-- Prompt --
State only how many lines in the listing contain the string "classified".

-- Source information --
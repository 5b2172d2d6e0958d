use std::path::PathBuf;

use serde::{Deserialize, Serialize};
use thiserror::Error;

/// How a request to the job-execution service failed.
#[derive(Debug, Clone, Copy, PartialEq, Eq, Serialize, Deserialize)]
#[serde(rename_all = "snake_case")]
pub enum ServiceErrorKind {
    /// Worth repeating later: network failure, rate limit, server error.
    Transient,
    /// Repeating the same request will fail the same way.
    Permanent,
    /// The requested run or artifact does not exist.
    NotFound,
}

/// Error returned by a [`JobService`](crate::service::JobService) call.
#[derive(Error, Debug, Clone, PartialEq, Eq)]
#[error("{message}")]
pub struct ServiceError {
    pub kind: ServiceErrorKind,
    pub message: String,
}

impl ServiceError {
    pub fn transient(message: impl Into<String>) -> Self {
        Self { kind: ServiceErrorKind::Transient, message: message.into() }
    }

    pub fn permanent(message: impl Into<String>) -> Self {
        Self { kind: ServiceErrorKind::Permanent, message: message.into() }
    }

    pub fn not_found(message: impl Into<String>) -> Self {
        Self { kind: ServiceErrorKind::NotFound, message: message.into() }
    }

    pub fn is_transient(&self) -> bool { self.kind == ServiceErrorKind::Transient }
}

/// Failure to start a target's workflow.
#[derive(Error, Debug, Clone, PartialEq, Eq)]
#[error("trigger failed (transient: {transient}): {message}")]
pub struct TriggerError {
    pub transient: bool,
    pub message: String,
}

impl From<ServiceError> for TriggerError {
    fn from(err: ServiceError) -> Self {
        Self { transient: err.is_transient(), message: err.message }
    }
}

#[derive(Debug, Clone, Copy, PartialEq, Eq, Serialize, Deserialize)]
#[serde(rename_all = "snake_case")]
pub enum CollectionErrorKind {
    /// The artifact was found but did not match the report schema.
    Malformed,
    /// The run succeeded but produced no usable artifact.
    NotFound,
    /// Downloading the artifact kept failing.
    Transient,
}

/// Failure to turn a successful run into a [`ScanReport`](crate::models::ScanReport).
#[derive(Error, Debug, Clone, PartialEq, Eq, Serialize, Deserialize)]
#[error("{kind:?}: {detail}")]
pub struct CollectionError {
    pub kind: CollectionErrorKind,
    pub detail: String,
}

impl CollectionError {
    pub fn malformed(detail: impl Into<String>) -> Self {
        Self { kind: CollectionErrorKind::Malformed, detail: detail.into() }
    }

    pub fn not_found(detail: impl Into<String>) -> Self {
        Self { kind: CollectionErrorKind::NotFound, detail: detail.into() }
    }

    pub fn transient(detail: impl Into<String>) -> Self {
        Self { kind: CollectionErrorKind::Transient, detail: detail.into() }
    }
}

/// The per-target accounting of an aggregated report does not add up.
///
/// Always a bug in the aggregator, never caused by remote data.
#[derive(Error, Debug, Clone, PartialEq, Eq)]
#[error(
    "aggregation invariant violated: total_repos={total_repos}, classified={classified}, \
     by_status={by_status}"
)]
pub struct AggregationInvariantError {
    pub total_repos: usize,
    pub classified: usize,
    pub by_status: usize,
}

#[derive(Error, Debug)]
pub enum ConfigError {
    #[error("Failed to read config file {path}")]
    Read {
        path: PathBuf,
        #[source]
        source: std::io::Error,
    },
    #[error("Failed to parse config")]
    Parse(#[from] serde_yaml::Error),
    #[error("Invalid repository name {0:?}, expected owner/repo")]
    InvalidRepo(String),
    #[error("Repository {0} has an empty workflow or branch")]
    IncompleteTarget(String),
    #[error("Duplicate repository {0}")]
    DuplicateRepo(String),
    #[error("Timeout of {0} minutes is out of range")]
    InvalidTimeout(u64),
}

-- Reply to the task --
2